Problem to work on:
A verbatim reproduction of all the entries is needed.

Data records:
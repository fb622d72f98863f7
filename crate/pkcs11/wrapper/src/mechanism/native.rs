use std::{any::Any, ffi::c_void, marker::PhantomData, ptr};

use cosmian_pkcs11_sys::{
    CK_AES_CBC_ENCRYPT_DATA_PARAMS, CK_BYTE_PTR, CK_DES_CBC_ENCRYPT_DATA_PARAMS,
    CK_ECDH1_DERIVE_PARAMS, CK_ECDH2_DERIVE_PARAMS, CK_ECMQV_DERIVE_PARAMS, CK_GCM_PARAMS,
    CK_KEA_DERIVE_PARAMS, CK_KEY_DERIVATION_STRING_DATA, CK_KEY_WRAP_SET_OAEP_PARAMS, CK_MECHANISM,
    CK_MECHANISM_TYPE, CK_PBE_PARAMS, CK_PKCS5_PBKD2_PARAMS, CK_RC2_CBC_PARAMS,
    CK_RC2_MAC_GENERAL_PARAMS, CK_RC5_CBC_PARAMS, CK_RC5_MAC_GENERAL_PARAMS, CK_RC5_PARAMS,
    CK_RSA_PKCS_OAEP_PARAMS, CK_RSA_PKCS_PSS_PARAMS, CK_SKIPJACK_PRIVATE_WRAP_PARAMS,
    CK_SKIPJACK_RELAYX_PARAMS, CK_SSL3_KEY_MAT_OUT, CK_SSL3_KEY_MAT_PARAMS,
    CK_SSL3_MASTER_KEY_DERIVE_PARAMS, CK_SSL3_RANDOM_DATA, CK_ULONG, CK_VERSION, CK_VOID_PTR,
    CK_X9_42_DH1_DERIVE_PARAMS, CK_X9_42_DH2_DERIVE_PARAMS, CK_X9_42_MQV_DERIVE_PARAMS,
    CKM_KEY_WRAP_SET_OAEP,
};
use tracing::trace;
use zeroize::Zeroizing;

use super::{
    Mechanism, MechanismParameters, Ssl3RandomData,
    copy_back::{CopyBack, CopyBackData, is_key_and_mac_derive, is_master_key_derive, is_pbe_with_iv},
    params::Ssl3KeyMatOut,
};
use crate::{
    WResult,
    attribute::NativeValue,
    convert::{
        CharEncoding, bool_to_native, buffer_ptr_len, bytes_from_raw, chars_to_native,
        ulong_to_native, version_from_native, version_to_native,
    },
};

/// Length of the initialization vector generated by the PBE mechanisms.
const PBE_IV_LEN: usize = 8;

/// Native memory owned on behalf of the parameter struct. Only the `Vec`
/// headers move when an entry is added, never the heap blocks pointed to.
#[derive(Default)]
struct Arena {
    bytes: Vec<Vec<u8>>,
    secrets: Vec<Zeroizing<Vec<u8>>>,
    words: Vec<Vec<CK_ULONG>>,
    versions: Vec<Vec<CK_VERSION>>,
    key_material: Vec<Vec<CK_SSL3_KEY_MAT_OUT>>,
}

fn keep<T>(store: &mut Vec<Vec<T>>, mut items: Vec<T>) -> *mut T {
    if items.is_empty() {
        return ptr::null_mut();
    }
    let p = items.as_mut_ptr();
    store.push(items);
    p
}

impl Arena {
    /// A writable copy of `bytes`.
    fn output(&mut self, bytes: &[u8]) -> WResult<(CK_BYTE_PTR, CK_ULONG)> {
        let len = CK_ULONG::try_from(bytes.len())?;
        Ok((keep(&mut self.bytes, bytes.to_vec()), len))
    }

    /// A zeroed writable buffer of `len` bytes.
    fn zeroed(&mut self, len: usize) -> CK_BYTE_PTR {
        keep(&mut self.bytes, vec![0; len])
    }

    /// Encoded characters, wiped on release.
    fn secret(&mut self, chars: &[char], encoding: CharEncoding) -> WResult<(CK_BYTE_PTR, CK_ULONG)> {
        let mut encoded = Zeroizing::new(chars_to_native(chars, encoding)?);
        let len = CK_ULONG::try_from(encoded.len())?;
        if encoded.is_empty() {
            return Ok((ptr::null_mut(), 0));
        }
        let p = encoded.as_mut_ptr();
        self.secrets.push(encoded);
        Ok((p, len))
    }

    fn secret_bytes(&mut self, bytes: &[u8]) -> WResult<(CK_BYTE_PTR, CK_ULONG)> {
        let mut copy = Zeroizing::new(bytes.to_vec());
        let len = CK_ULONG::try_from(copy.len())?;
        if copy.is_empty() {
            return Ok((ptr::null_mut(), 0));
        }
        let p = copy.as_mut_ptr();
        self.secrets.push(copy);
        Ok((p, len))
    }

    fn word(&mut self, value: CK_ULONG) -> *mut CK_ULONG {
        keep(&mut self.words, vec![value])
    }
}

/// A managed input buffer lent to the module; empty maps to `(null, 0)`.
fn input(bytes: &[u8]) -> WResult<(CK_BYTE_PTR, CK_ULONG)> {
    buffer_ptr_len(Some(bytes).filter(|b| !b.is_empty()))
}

Answer to this problem:
repository fb622d72f98863f7
filename crate/pkcs11/wrapper/src/mechanism/native.rs
use std::{any::Any, ffi::c_void, marker::PhantomData, ptr};

use cosmian_pkcs11_sys::{
    CK_AES_CBC_ENCRYPT_DATA_PARAMS, CK_BYTE_PTR, CK_DES_CBC_ENCRYPT_DATA_PARAMS,
    CK_ECDH1_DERIVE_PARAMS, CK_ECDH2_DERIVE_PARAMS, CK_ECMQV_DERIVE_PARAMS, CK_GCM_PARAMS,
    CK_KEA_DERIVE_PARAMS, CK_KEY_DERIVATION_STRING_DATA, CK_KEY_WRAP_SET_OAEP_PARAMS, CK_MECHANISM,
    CK_MECHANISM_TYPE, CK_PBE_PARAMS, CK_PKCS5_PBKD2_PARAMS, CK_RC2_CBC_PARAMS,
    CK_RC2_MAC_GENERAL_PARAMS, CK_RC5_CBC_PARAMS, CK_RC5_MAC_GENERAL_PARAMS, CK_RC5_PARAMS,
    CK_RSA_PKCS_OAEP_PARAMS, CK_RSA_PKCS_PSS_PARAMS, CK_SKIPJACK_PRIVATE_WRAP_PARAMS,
    CK_SKIPJACK_RELAYX_PARAMS, CK_SSL3_KEY_MAT_OUT, CK_SSL3_KEY_MAT_PARAMS,
    CK_SSL3_MASTER_KEY_DERIVE_PARAMS, CK_SSL3_RANDOM_DATA, CK_ULONG, CK_VERSION, CK_VOID_PTR,
    CK_X9_42_DH1_DERIVE_PARAMS, CK_X9_42_DH2_DERIVE_PARAMS, CK_X9_42_MQV_DERIVE_PARAMS,
    CKM_KEY_WRAP_SET_OAEP,
};
use tracing::trace;
use zeroize::Zeroizing;

use super::{
    Mechanism, MechanismParameters, Ssl3RandomData,
    copy_back::{CopyBack, CopyBackData, is_key_and_mac_derive, is_master_key_derive, is_pbe_with_iv},
    params::Ssl3KeyMatOut,
};
use crate::{
    WResult,
    attribute::NativeValue,
    convert::{
        CharEncoding, bool_to_native, buffer_ptr_len, bytes_from_raw, chars_to_native,
        ulong_to_native, version_from_native, version_to_native,
    },
};

/// Length of the initialization vector generated by the PBE mechanisms.
const PBE_IV_LEN: usize = 8;

/// Native memory owned on behalf of the parameter struct. Only the `Vec`
/// headers move when an entry is added, never the heap blocks pointed to.
#[derive(Default)]
struct Arena {
    bytes: Vec<Vec<u8>>,
    secrets: Vec<Zeroizing<Vec<u8>>>,
    words: Vec<Vec<CK_ULONG>>,
    versions: Vec<Vec<CK_VERSION>>,
    key_material: Vec<Vec<CK_SSL3_KEY_MAT_OUT>>,
}

fn keep<T>(store: &mut Vec<Vec<T>>, mut items: Vec<T>) -> *mut T {
    if items.is_empty() {
        return ptr::null_mut();
    }
    let p = items.as_mut_ptr();
    store.push(items);
    p
}

impl Arena {
    /// A writable copy of `bytes`.
    fn output(&mut self, bytes: &[u8]) -> WResult<(CK_BYTE_PTR, CK_ULONG)> {
        let len = CK_ULONG::try_from(bytes.len())?;
        Ok((keep(&mut self.bytes, bytes.to_vec()), len))
    }

    /// A zeroed writable buffer of `len` bytes.
    fn zeroed(&mut self, len: usize) -> CK_BYTE_PTR {
        keep(&mut self.bytes, vec![0; len])
    }

    /// Encoded characters, wiped on release.
    fn secret(&mut self, chars: &[char], encoding: CharEncoding) -> WResult<(CK_BYTE_PTR, CK_ULONG)> {
        let mut encoded = Zeroizing::new(chars_to_native(chars, encoding)?);
        let len = CK_ULONG::try_from(encoded.len())?;
        if encoded.is_empty() {
            return Ok((ptr::null_mut(), 0));
        }
        let p = encoded.as_mut_ptr();
        self.secrets.push(encoded);
        Ok((p, len))
    }

    fn secret_bytes(&mut self, bytes: &[u8]) -> WResult<(CK_BYTE_PTR, CK_ULONG)> {
        let mut copy = Zeroizing::new(bytes.to_vec());
        let len = CK_ULONG::try_from(copy.len())?;
        if copy.is_empty() {
            return Ok((ptr::null_mut(), 0));
        }
        let p = copy.as_mut_ptr();
        self.secrets.push(copy);
        Ok((p, len))
    }

    fn word(&mut self, value: CK_ULONG) -> *mut CK_ULONG {
        keep(&mut self.words, vec![value])
    }
}

/// A managed input buffer lent to the module; empty maps to `(null, 0)`.
fn input(bytes: &[u8]) -> WResult<(CK_BYTE_PTR, CK_ULONG)> {
    buffer_ptr_len(Some(bytes).filter(|b| !b.is_empty()))
}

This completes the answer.